Muscarinic acetylcholine receptor (mAChR) number can be altered in response to sustained agonist exposure. Short term agonist exposure (seconds to minutes) causes a rapid removal of mAChR from the cell surface (sequestration) while agonist exposure for longer periods of time (hours) causes a decrease in total receptor number (down-regulation). Tyrosine residues located in the cytoplasmic tails of a number of membrane receptors have been demonstrated to be important in the regulation by either sequestration, as is the case with the mannose 6-phosphate receptor and other receptors endocytosed via clathrin coated vesicles, or down-regulation, as is the case with the beta 2-adrenergic receptor.

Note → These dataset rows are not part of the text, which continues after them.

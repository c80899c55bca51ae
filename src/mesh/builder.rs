//! Mesh construction from unindexed triangle soup.
//!
//! Mesh sources deliver geometry as a flat stream of corners, three per
//! triangle, with positions duplicated wherever triangles meet. Building a
//! topological mesh means welding those duplicates back together: corners
//! closer than a tolerance become one vertex, faces are emitted against the
//! welded indices, and the unique undirected edges are extracted for the
//! collapse queue.
//!
//! Welding uses a spatial hash over a fixed grid so each corner is compared
//! only against candidates in its own cell, keeping the pass O(N) for
//! well-distributed input.

use std::collections::{HashMap, HashSet};

use nalgebra::{Point3, Vector2, Vector3};

use super::arena::{Edge, Face, Mesh, Vertex};
use super::index::VertexId;
use crate::error::{MeshError, Result};
use crate::progress::Progress;

/// Spatial hash cell size for welding.
const WELD_GRID: f64 = 1e-3;

/// Corners closer than this to an existing vertex in the same cell are
/// merged into it.
const WELD_EPSILON: f64 = 1e-4;

/// How many corners to weld between progress reports.
const PROGRESS_INTERVAL: usize = 10_000;

fn cell_key(p: &Point3<f64>) -> (i64, i64, i64) {
    (
        (p.x / WELD_GRID).floor() as i64,
        (p.y / WELD_GRID).floor() as i64,
        (p.z / WELD_GRID).floor() as i64,
    )
}

/// Build a mesh from a per-corner triangle stream.
///
/// The three slices run in parallel: corner `i` has position `positions[i]`,
/// texture coordinate `uvs[i]`, and normal `normals[i]`; corners
/// `3t, 3t+1, 3t+2` form triangle `t`. Sources without real UVs or normals
/// must substitute defaults such as `(0, 0)` and `(0, 0, 1)`.
///
/// Corners within the weld tolerance of an already-welded vertex reuse it; the
/// first-seen corner's attributes win. Triangles whose welded corners are no
/// longer pairwise distinct are dropped. Empty input produces an empty mesh,
/// not an error.
///
/// # Errors
/// Returns [`MeshError::AttributeMismatch`] when the slices differ in
/// length.
///
/// # Example
/// ```
/// use whittle::mesh::build_from_soup;
/// use nalgebra::{Point3, Vector2, Vector3};
///
/// // Two triangles sharing the diagonal of a unit square.
/// let positions = vec![
///     Point3::new(0.0, 0.0, 0.0),
///     Point3::new(1.0, 0.0, 0.0),
///     Point3::new(1.0, 1.0, 0.0),
///     Point3::new(0.0, 0.0, 0.0),
///     Point3::new(1.0, 1.0, 0.0),
///     Point3::new(0.0, 1.0, 0.0),
/// ];
/// let uvs = vec![Vector2::zeros(); 6];
/// let normals = vec![Vector3::z(); 6];
///
/// let mesh = build_from_soup(&positions, &uvs, &normals).unwrap();
/// assert_eq!(mesh.live_vertex_count(), 4);
/// assert_eq!(mesh.live_face_count(), 2);
/// assert_eq!(mesh.live_edge_count(), 5);
/// ```
pub fn build_from_soup(
    positions: &[Point3<f64>],
    uvs: &[Vector2<f64>],
    normals: &[Vector3<f64>],
) -> Result<Mesh> {
    build_from_soup_with_progress(positions, uvs, normals, &Progress::none())
}

/// [`build_from_soup`] with progress reporting during the welding pass.
pub fn build_from_soup_with_progress(
    positions: &[Point3<f64>],
    uvs: &[Vector2<f64>],
    normals: &[Vector3<f64>],
    progress: &Progress,
) -> Result<Mesh> {
    if positions.len() != uvs.len() || positions.len() != normals.len() {
        return Err(MeshError::AttributeMismatch {
            positions: positions.len(),
            uvs: uvs.len(),
            normals: normals.len(),
        });
    }

    let num_corners = positions.len();
    let mut mesh = Mesh::new();

    // Weld duplicate corners through the spatial hash.
    let mut cells: HashMap<(i64, i64, i64), Vec<VertexId>> = HashMap::new();
    let mut corner_to_vertex: Vec<VertexId> = Vec::with_capacity(num_corners);

    for (i, position) in positions.iter().enumerate() {
        if i % PROGRESS_INTERVAL == 0 && i > 0 {
            progress.report(i, num_corners, "Welding vertices");
        }

        let candidates = cells.entry(cell_key(position)).or_default();
        let existing = candidates
            .iter()
            .copied()
            .find(|&id| (mesh.vertex(id).position - position).norm() < WELD_EPSILON);

        let id = match existing {
            Some(id) => id,
            None => {
                let id = VertexId::new(mesh.vertices.len());
                mesh.vertices
                    .push(Vertex::new(*position, normals[i], uvs[i]));
                candidates.push(id);
                id
            }
        };
        corner_to_vertex.push(id);
    }
    progress.report(num_corners, num_corners, "Welding vertices");

    // Emit faces against the welded indices, skipping triangles that
    // collapsed onto fewer than three distinct vertices. A trailing partial
    // triple is ignored.
    for t in corner_to_vertex.chunks_exact(3) {
        let [a, b, c] = [t[0], t[1], t[2]];
        if a == b || b == c || c == a {
            continue;
        }

        let face = Face::new(
            a,
            b,
            c,
            &mesh.vertex(a).position,
            &mesh.vertex(b).position,
            &mesh.vertex(c).position,
        );
        mesh.faces.push(face);
    }

    // Extract the unique undirected edges in face order.
    let mut edge_set: HashSet<(usize, usize)> = HashSet::new();
    let mut edges: Vec<Edge> = Vec::new();
    for face in &mesh.faces {
        for (u, v) in [(face.a, face.b), (face.b, face.c), (face.c, face.a)] {
            let (lo, hi) = (u.index().min(v.index()), u.index().max(v.index()));
            if edge_set.insert((lo, hi)) {
                edges.push(Edge::new(VertexId::new(lo), VertexId::new(hi)));
            }
        }
    }
    mesh.edges = edges;

    Ok(mesh)
}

Mutation of the lone cytoplasmic tail tyrosine residue (Tyr-459) of the mammalian m2 mAChR to Phe, Trp, or Ala did not affect agonist-induced sequestration, although it significantly attenuated agonist-induced down-regulation. Conversion of m2 Tyr-459 to Ile did not affect the rate or extent of agonist-induced sequestration or down-regulation, but the sensitivity of this mutant receptor to agonist-induced down-regulation was slightly decreased. Agonist and antagonist binding as well as functional coupling to the inhibition of cAMP accumulation was unaffected by any of the mutations to Tyr-459. These results are the first to identify a site in a mAChR involved in the down-regulation of receptor in response to agonist.